» **Action item**: Please return the lines of the data that contain "against".

########################################

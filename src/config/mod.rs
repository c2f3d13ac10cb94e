//! Configuration module
//!
//! Handles loading client settings from YAML files and environment variables.

mod settings;

pub use settings::*;

use anyhow::Result;
use std::path::PathBuf;
use tracing::info;

/// Environment variable naming an explicit settings file
pub const SETTINGS_PATH_VAR: &str = "SEARXNG_CLIENT_SETTINGS_PATH";

/// Load settings from an explicit path, the usual locations, or defaults
pub fn load(explicit: Option<PathBuf>) -> Result<ClientSettings> {
    load_with(explicit, |key| std::env::var(key).ok())
}

fn load_with<F>(explicit: Option<PathBuf>, var: F) -> Result<ClientSettings>
where
    F: Fn(&str) -> Option<String>,
{
    let mut candidates = Vec::new();
    if let Some(path) = explicit {
        candidates.push(path);
    }
    if let Some(path) = var(SETTINGS_PATH_VAR) {
        candidates.push(PathBuf::from(path));
    }
    candidates.push(PathBuf::from("client.yml"));
    if let Some(dir) = dirs::config_dir() {
        candidates.push(dir.join("searxng-client/client.yml"));
    }

    for path in candidates.iter() {
        if path.exists() {
            info!("Loading settings from: {}", path.display());
            let mut settings = ClientSettings::from_file(path)?;
            settings.merge_vars(&var);
            return Ok(settings);
        }
    }

    info!("No settings file found, using defaults");
    let mut settings = ClientSettings::default();
    settings.merge_vars(&var);
    Ok(settings)
}

#[cfg(test)]
mod tests {
    use super::*;
    use std::io::Write;

    #[test]
    fn test_load_explicit_file() {
        let mut file = tempfile::NamedTempFile::new().unwrap();
        writeln!(file, "autocomplete:\n  limit: 3").unwrap();

        let settings = load(Some(file.path().to_path_buf())).unwrap();
        assert_eq!(settings.autocomplete.limit, 3);
    }

    #[test]
    fn test_load_from_settings_path_var() {
        let mut file = tempfile::NamedTempFile::new().unwrap();
        writeln!(file, "ui:\n  max_results: 4").unwrap();
        let path = file.path().display().to_string();

        let settings = load_with(None, |key| match key {
            SETTINGS_PATH_VAR => Some(path.clone()),
            "SEARXNG_CLIENT_STORAGE" => Some("none".to_string()),
            _ => None,
        })
        .unwrap();
        assert_eq!(settings.ui.max_results, 4);
        assert_eq!(settings.storage.kind, StorageKind::None);
    }

    #[test]
    fn test_explicit_path_wins_over_settings_path_var() {
        let mut explicit = tempfile::NamedTempFile::new().unwrap();
        writeln!(explicit, "autocomplete:\n  limit: 2").unwrap();
        let mut from_var = tempfile::NamedTempFile::new().unwrap();
        writeln!(from_var, "autocomplete:\n  limit: 5").unwrap();
        let var_path = from_var.path().display().to_string();

        let settings = load_with(Some(explicit.path().to_path_buf()), |key| {
            (key == SETTINGS_PATH_VAR).then(|| var_path.clone())
        })
        .unwrap();
        assert_eq!(settings.autocomplete.limit, 2);
    }

    #[test]
    fn test_load_rejects_bad_yaml() {
        let mut file = tempfile::NamedTempFile::new().unwrap();
        writeln!(file, "ui: [not, a, map]").unwrap();

        assert!(load(Some(file.path().to_path_buf())).is_err());
    }
}
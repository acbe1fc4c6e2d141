//! Read-side storage abstraction for the report pipeline.
//!
//! The [`SightingStore`] trait is the only way the aggregator touches the
//! relational store, so the pipeline can run against SQLite in production
//! and against [`memory::InMemoryStore`] in tests.
//!
//! | Method | Purpose |
//! |--------|---------|
//! | [`periods`](SightingStore::periods) | All reporting periods, oldest first |
//! | [`active_rows`](SightingStore::active_rows) | Sighting rows for one period |
//! | [`vacant_locations`](SightingStore::vacant_locations) | Anti-join: locations without a row |
//! | [`alternate_names`](SightingStore::alternate_names) | Visible alternate names per location |

pub mod memory;
pub mod sqlite;

use std::collections::HashMap;

use anyhow::Result;
use async_trait::async_trait;

use crate::models::{LocationRow, ReportingPeriod, SightingRow};

#[async_trait]
pub trait SightingStore: Send + Sync {
    /// All reporting periods ordered by date ascending.
    async fn periods(&self) -> Result<Vec<ReportingPeriod>>;

    async fn active_rows(&self, period_num: i64) -> Result<Vec<SightingRow>>;

    async fn vacant_locations(&self, period_num: i64) -> Result<Vec<LocationRow>>;

    async fn alternate_names(&self) -> Result<AltNameIndex>;
}

/// Synchronous alternate-name lookup used while projecting rows.
pub trait AltNameLookup {
    fn alternate_names(&self, location_id: i64) -> Vec<String>;
}

/// Alternate names grouped by location, in insertion order.
#[derive(Debug, Clone, Default)]
pub struct AltNameIndex {
    names: HashMap<i64, Vec<String>>,
}

impl AltNameIndex {
    pub fn new() -> Self {
        Self::default()
    }

    pub fn insert(&mut self, location_id: i64, name: impl Into<String>) {
        let name = name.into();
        let name = name.trim();
        if name.is_empty() {
            return;
        }
        self.names
            .entry(location_id)
            .or_default()
            .push(name.to_string());
    }

    pub fn len(&self) -> usize {
        self.names.values().map(Vec::len).sum()
    }

    pub fn is_empty(&self) -> bool {
        self.names.is_empty()
    }
}

impl AltNameLookup for AltNameIndex {
    fn alternate_names(&self, location_id: i64) -> Vec<String> {
        self.names.get(&location_id).cloned().unwrap_or_default()
    }
}

#[cfg(test)]
mod tests {
    use super::*;

    #[test]
    fn test_alt_index_skips_blank_and_keeps_order() {
        let mut index = AltNameIndex::new();
        index.insert(7, "Riverside");
        index.insert(7, "  ");
        index.insert(7, "The Flats ");
        assert_eq!(index.len(), 2);
        assert_eq!(
            index.alternate_names(7),
            vec!["Riverside".to_string(), "The Flats".to_string()]
        );
        assert!(index.alternate_names(8).is_empty());
    }
}
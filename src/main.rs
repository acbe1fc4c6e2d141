//! # Nest Report CLI (`nests`)
//!
//! ## Usage
//!
//! ```bash
//! nests --config ./config/nests.toml <command>
//! ```
//!
//! ## Commands
//!
//! | Command | Description |
//! |---------|-------------|
//! | `nests init` | Create the SQLite database and schema |
//! | `nests rotate` | Start a rotation, seeding permanent nests |
//! | `nests periods` | List stored rotations with nest counts |
//! | `nests report` | Render and deliver a post for one rotation |
//!
//! ## Examples
//!
//! ```bash
//! # Long-form post for the rotation current today
//! nests report --style dense
//!
//! # Chat post as of a given date, written to files instead of stdout
//! nests report --style discord --date 2019-03-25 --out-dir ./out
//! ```

use std::path::PathBuf;

use chrono::NaiveDate;
use clap::{Parser, Subcommand};
use tracing_subscriber::EnvFilter;

use nest_report::report::{DeliveryOptions, Style};
use nest_report::{config, migrate, periods, report, rotate};

/// Nest Report: render rotating nest sightings into size-bounded posts.
#[derive(Parser)]
#[command(
    name = "nests",
    about = "Render rotating nest sightings from SQLite into size-bounded posts",
    version
)]
struct Cli {
    /// Path to configuration file (TOML).
    #[arg(long, global = true, default_value = "./config/nests.toml")]
    config: PathBuf,

    #[command(subcommand)]
    command: Commands,
}

#[derive(Subcommand)]
enum Commands {
    /// Initialize the database schema.
    ///
    /// Idempotent; running it multiple times is safe.
    Init,

    /// Create a rotation for a nest shift date.
    ///
    /// Every nest with a permanent species is copied into the new rotation
    /// as a confirmed sighting. Does nothing if the date already exists.
    Rotate {
        /// Date of the nest shift (YYYY-MM-DD). Defaults to today.
        #[arg(long)]
        date: Option<NaiveDate>,
    },

    /// List stored rotations.
    Periods {
        /// Emit JSON instead of a table.
        #[arg(long)]
        json: bool,
    },

    /// Render the nest list for a rotation and deliver it.
    ///
    /// Uses the most recent rotation on or before `--date`; if the date is
    /// earlier than every rotation, the oldest one is used with a warning.
    Report {
        /// Generate the list as of this date (YYYY-MM-DD). Defaults to today.
        #[arg(long)]
        date: Option<NaiveDate>,

        /// Output style: `dense` (fb) or `blocks` (discord).
        #[arg(long, value_enum)]
        style: Style,

        /// Write segments to `part-NN.txt` files in this directory.
        #[arg(long)]
        out_dir: Option<PathBuf>,

        /// Deliver all segments without waiting for enter between them.
        #[arg(long)]
        no_pause: bool,
    },
}

#[tokio::main]
async fn main() -> anyhow::Result<()> {
    tracing_subscriber::fmt()
        .with_env_filter(
            EnvFilter::try_from_default_env().unwrap_or_else(|_| EnvFilter::new("nest_report=info")),
        )
        .with_writer(std::io::stderr)
        .with_target(false)
        .init();

    let cli = Cli::parse();
    let cfg = config::load_config(&cli.config)?;
    let today = chrono::Local::now().date_naive();

    match cli.command {
        Commands::Init => {
            migrate::run_migrations(&cfg).await?;
            println!("Database initialized successfully.");
        }
        Commands::Rotate { date } => {
            rotate::run_rotate(&cfg, date.unwrap_or(today)).await?;
        }
        Commands::Periods { json } => {
            periods::run_periods(&cfg, json).await?;
        }
        Commands::Report {
            date,
            style,
            out_dir,
            no_pause,
        } => {
            let delivery = DeliveryOptions { out_dir, no_pause };
            report::run_report(&cfg, style, date.unwrap_or(today), &delivery).await?;
        }
    }

    Ok(())
}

########################################

» **Solved problem**:
//! relational store, so the pipeline can run against SQLite in production
//! and against [`memory::InMemoryStore`] in tests.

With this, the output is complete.